Given records START

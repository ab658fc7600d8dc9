use anyhow::Context;
use clap::Parser;
use encephalic_dsp::{demo_recording, write_recording, SyntheticConfig};
use encephalic_server::{
    cli::{Cli, Commands},
    config::ServerConfig,
    create_router, AppState, EdfSource,
};
use std::net::SocketAddr;
use std::path::Path;
use std::sync::Arc;
use std::time::Duration;
use tokio::time;
use tracing::{error, info};
use tracing_subscriber::{layer::SubscriberExt, util::SubscriberInitExt};

const VERSION: &str = env!("CARGO_PKG_VERSION");
const PURGE_INTERVAL: Duration = Duration::from_secs(60);

#[tokio::main]
async fn main() -> anyhow::Result<()> {
    // Initialize tracing
    tracing_subscriber::registry()
        .with(
            tracing_subscriber::EnvFilter::try_from_default_env().unwrap_or_else(|_| {
                "encephalic_server=info,encephalic_dsp=info,tower_http=debug".into()
            }),
        )
        .with(tracing_subscriber::fmt::layer())
        .init();

    let cli = Cli::parse();

    match cli.command {
        Some(Commands::GenerateDemo {
            output,
            duration,
            sfreq,
            seed,
        }) => {
            return generate_demo(&output, duration, sfreq, seed);
        }
        Some(Commands::Serve) | None => {}
    }

    let config = ServerConfig::from_env().context("invalid configuration")?;

    info!("🚀 Starting Encephalic Server v{}", VERSION);
    info!("📋 Configuration loaded:");
    info!("   Bind address: {}", config.bind_address());
    info!("   Recording: {:?} ({} channels)", config.data_file, config.sensor_selection);
    info!("   Cache capacity: {} entries per cache", config.cache_capacity);
    info!(
        "   Cache TTLs: window {:?}, topomap {:?}, psd {:?}",
        config.window_cache_ttl, config.topomap_cache_ttl, config.psd_cache_ttl
    );
    info!("   CORS origins: {:?}", config.cors_origins);

    let source = Arc::new(EdfSource::new(config.data_file.clone(), config.sensor_selection));
    let state = Arc::new(AppState::new(config.clone(), source));

    // Load the recording in the background; handlers answer 503 until it is ready
    {
        let loader = state.loader.clone();
        tokio::task::spawn_blocking(move || {
            if let Err(e) = loader.load() {
                error!("Recording unavailable, data endpoints will return 503: {}", e);
            }
        });
    }

    // Spawn background task to purge expired cache entries
    {
        let state = state.clone();
        tokio::spawn(async move {
            let mut interval = time::interval(PURGE_INTERVAL);
            loop {
                interval.tick().await;
                let purged = state.caches.purge_expired();
                if purged > 0 {
                    info!("Purged {} expired cache entries", purged);
                }
            }
        });
    }

    let app = create_router(state);

    let addr: SocketAddr = config
        .bind_address()
        .parse()
        .with_context(|| format!("invalid bind address {}", config.bind_address()))?;
    info!("🎧 Listening on http://{}", addr);
    info!("🔑 Health endpoint: http://{}/api/health", addr);

    let listener = tokio::net::TcpListener::bind(&addr).await?;
    axum::serve(listener, app)
        .with_graceful_shutdown(shutdown_signal())
        .await?;

    info!("Server stopped");
    Ok(())
}

fn generate_demo(output: &Path, duration: f64, sfreq: f64, seed: u64) -> anyhow::Result<()> {
    let recording = demo_recording(&SyntheticConfig {
        duration,
        sfreq,
        seed,
    })?;

    if let Some(parent) = output.parent().filter(|p| !p.as_os_str().is_empty()) {
        std::fs::create_dir_all(parent)
            .with_context(|| format!("failed to create {}", parent.display()))?;
    }
    write_recording(output, &recording)?;

    info!(
        "Wrote demo recording to {}: {} channels, {:.1}s at {} Hz",
        output.display(),
        recording.n_channels(),
        recording.duration(),
        recording.sfreq()
    );
    Ok(())
}

async fn shutdown_signal() {
    if let Err(e) = tokio::signal::ctrl_c().await {
        error!("Failed to listen for shutdown signal: {}", e);
        std::future::pending::<()>().await;
    }
    info!("Shutdown signal received");
}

Given records END

> _Assignment_: Retype every record above exactly.

> _Solution for this task_:
repository ab658fc7600d8dc9
use anyhow::Context;
use clap::Parser;
use encephalic_dsp::{demo_recording, write_recording, SyntheticConfig};
use encephalic_server::{
    cli::{Cli, Commands},
    config::ServerConfig,
    create_router, AppState, EdfSource,
};
use std::net::SocketAddr;
use std::path::Path;
use std::sync::Arc;
use std::time::Duration;
use tokio::time;
use tracing::{error, info};
use tracing_subscriber::{layer::SubscriberExt, util::SubscriberInitExt};

const VERSION: &str = env!("CARGO_PKG_VERSION");
const PURGE_INTERVAL: Duration = Duration::from_secs(60);

#[tokio::main]
async fn main() -> anyhow::Result<()> {
    // Initialize tracing
    tracing_subscriber::registry()
        .with(
            tracing_subscriber::EnvFilter::try_from_default_env().unwrap_or_else(|_| {
                "encephalic_server=info,encephalic_dsp=info,tower_http=debug".into()
            }),
        )
        .with(tracing_subscriber::fmt::layer())
        .init();

    let cli = Cli::parse();

    match cli.command {
        Some(Commands::GenerateDemo {
            output,
            duration,
            sfreq,
            seed,
        }) => {
            return generate_demo(&output, duration, sfreq, seed);
        }
        Some(Commands::Serve) | None => {}
    }

    let config = ServerConfig::from_env().context("invalid configuration")?;

    info!("🚀 Starting Encephalic Server v{}", VERSION);
    info!("📋 Configuration loaded:");
    info!("   Bind address: {}", config.bind_address());
    info!("   Recording: {:?} ({} channels)", config.data_file, config.sensor_selection);
    info!("   Cache capacity: {} entries per cache", config.cache_capacity);
    info!(
        "   Cache TTLs: window {:?}, topomap {:?}, psd {:?}",
        config.window_cache_ttl, config.topomap_cache_ttl, config.psd_cache_ttl
    );
    info!("   CORS origins: {:?}", config.cors_origins);

    let source = Arc::new(EdfSource::new(config.data_file.clone(), config.sensor_selection));
    let state = Arc::new(AppState::new(config.clone(), source));

    // Load the recording in the background; handlers answer 503 until it is ready
    {
        let loader = state.loader.clone();
        tokio::task::spawn_blocking(move || {
            if let Err(e) = loader.load() {
                error!("Recording unavailable, data endpoints will return 503: {}", e);
            }
        });
    }

    // Spawn background task to purge expired cache entries
    {
        let state = state.clone();
        tokio::spawn(async move {
            let mut interval = time::interval(PURGE_INTERVAL);
            loop {
                interval.tick().await;
                let purged = state.caches.purge_expired();
                if purged > 0 {
                    info!("Purged {} expired cache entries", purged);
                }
            }
        });
    }

    let app = create_router(state);

    let addr: SocketAddr = config
        .bind_address()
        .parse()
        .with_context(|| format!("invalid bind address {}", config.bind_address()))?;
    info!("🎧 Listening on http://{}", addr);
    info!("🔑 Health endpoint: http://{}/api/health", addr);

    let listener = tokio::net::TcpListener::bind(&addr).await?;
    axum::serve(listener, app)
        .with_graceful_shutdown(shutdown_signal())
        .await?;

    info!("Server stopped");
    Ok(())
}

fn generate_demo(output: &Path, duration: f64, sfreq: f64, seed: u64) -> anyhow::Result<()> {
    let recording = demo_recording(&SyntheticConfig {
        duration,
        sfreq,
        seed,
    })?;

    if let Some(parent) = output.parent().filter(|p| !p.as_os_str().is_empty()) {
        std::fs::create_dir_all(parent)
            .with_context(|| format!("failed to create {}", parent.display()))?;
    }
    write_recording(output, &recording)?;

    info!(
        "Wrote demo recording to {}: {} channels, {:.1}s at {} Hz",
        output.display(),
        recording.n_channels(),
        recording.duration(),
        recording.sfreq()
    );
    Ok(())
}

async fn shutdown_signal() {
    if let Err(e) = tokio::signal::ctrl_c().await {
        error!("Failed to listen for shutdown signal: {}", e);
        std::future::pending::<()>().await;
    }
    info!("Shutdown signal received");
}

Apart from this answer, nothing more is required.